Stored items:
== == ==

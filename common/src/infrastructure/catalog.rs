use anyhow::{Context, anyhow};
use serde::Deserialize;
use std::collections::BTreeMap;
use std::path::Path;

use crate::domain::{Catalog, IdentifierCode, IdentifierCodeId, PublicationType, TypeCode};

/// Whitelisted identifier code as it appears in application settings
#[derive(Debug, Clone, Deserialize)]
pub struct IdentifierCodeSettings {
    pub code: String,
    pub label: String,
}

#[derive(Debug)]
pub(crate) struct CatalogAdapter {
    types: BTreeMap<String, PublicationType>,
    identifier_codes: BTreeMap<String, IdentifierCode>,
}

impl Catalog for CatalogAdapter {
    fn publication_types(&self) -> Box<dyn Iterator<Item = &PublicationType> + '_> {
        Box::new(self.types.values())
    }

    fn publication_type(&self, code: &str) -> Option<&PublicationType> {
        self.types.get(code)
    }

    fn identifier_code(&self, code: &str) -> Option<&IdentifierCode> {
        self.identifier_codes.get(code)
    }
}

/// Loads publication types from a directory of JSON files (one type per file)
/// and combines them with the identifier code whitelist.
pub fn load(
    catalog_config_path: &str,
    identifier_codes: &[IdentifierCodeSettings],
) -> Result<&'static dyn Catalog, anyhow::Error> {
    let adapter = CatalogAdapter::load(catalog_config_path, identifier_codes)?;
    Ok(Box::leak(Box::new(adapter)))
}

impl CatalogAdapter {
    pub fn load(
        catalog_config_path: &str,
        identifier_codes: &[IdentifierCodeSettings],
    ) -> Result<Self, anyhow::Error> {
        use std::fs;

        let dir_path = Path::new(catalog_config_path);

        tracing::debug!("Loading publication types from {}", dir_path.to_string_lossy());

        let entries = fs::read_dir(dir_path).with_context(|| {
            format!(
                "failed to read catalog config directory: {}",
                dir_path.to_string_lossy()
            )
        })?;

        let mut types = BTreeMap::new();
        for entry_res in entries {
            let entry =
                entry_res.map_err(|e| anyhow!("failed to read a directory entry: {}", e))?;
            let path = entry.path();
            if path.is_file() && is_json(&path) {
                let publication_type = load_publication_type(&path)?;
                let code = publication_type.code.to_string();
                if types.insert(code.clone(), publication_type).is_some() {
                    anyhow::bail!("publication type '{}' is defined twice", code);
                }
            }
        }

        let identifier_codes = identifier_codes
            .iter()
            .map(|settings| {
                let code = IdentifierCodeId::try_new(settings.code.as_str())
                    .with_context(|| format!("invalid identifier code '{}'", settings.code))?;
                let identifier_code = IdentifierCode {
                    code,
                    label: settings.label.clone(),
                };
                Ok((identifier_code.code.to_string(), identifier_code))
            })
            .collect::<Result<BTreeMap<_, _>, anyhow::Error>>()?;

        tracing::info!(
            "Catalog loaded: {} publication types, {} identifier codes",
            types.len(),
            identifier_codes.len()
        );

        Ok(Self {
            types,
            identifier_codes,
        })
    }
}

fn load_publication_type(path: &Path) -> Result<PublicationType, anyhow::Error> {
    use std::fs;

    let path_str = path.to_string_lossy().into_owned();

    let content = fs::read_to_string(path)
        .with_context(|| format!("failed to read publication type file '{}'", path_str))?;

    let record = serde_json::from_str::<PublicationTypeRecord>(&content)
        .with_context(|| format!("failed to parse JSON publication type '{}'", path_str))?;

    record.try_into()
}

fn is_json(path: &Path) -> bool {
    path.extension().map(|ext| ext == "json").unwrap_or(false)
}

// internal structs for Deserializing

#[derive(Clone, Debug, Deserialize)]
struct PublicationTypeRecord<'a> {
    code: &'a str,
    label_en: &'a str,
    label_sv: &'a str,
    #[serde(default)]
    required_fields: Vec<&'a str>,
}

impl<'a> TryFrom<PublicationTypeRecord<'a>> for PublicationType {
    type Error = anyhow::Error;

    fn try_from(value: PublicationTypeRecord<'a>) -> Result<Self, Self::Error> {
        let code = TypeCode::try_new(value.code)?;
        Ok(Self {
            code,
            label_en: value.label_en.to_owned(),
            label_sv: value.label_sv.to_owned(),
            required_fields: value
                .required_fields
                .into_iter()
                .map(String::from)
                .collect(),
        })
    }
}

== == ==

The lines to return begin at the first line of the records and end at the line holding "impl Catalog for"; please return them exactly, including both, and nothing beyond.

filename common/src/infrastructure/catalog.rs
use anyhow::{Context, anyhow};
use serde::Deserialize;
use std::collections::BTreeMap;
use std::path::Path;

use crate::domain::{Catalog, IdentifierCode, IdentifierCodeId, PublicationType, TypeCode};

/// Whitelisted identifier code as it appears in application settings
#[derive(Debug, Clone, Deserialize)]
pub struct IdentifierCodeSettings {
    pub code: String,
    pub label: String,
}

#[derive(Debug)]
pub(crate) struct CatalogAdapter {
    types: BTreeMap<String, PublicationType>,
    identifier_codes: BTreeMap<String, IdentifierCode>,
}

impl Catalog for CatalogAdapter {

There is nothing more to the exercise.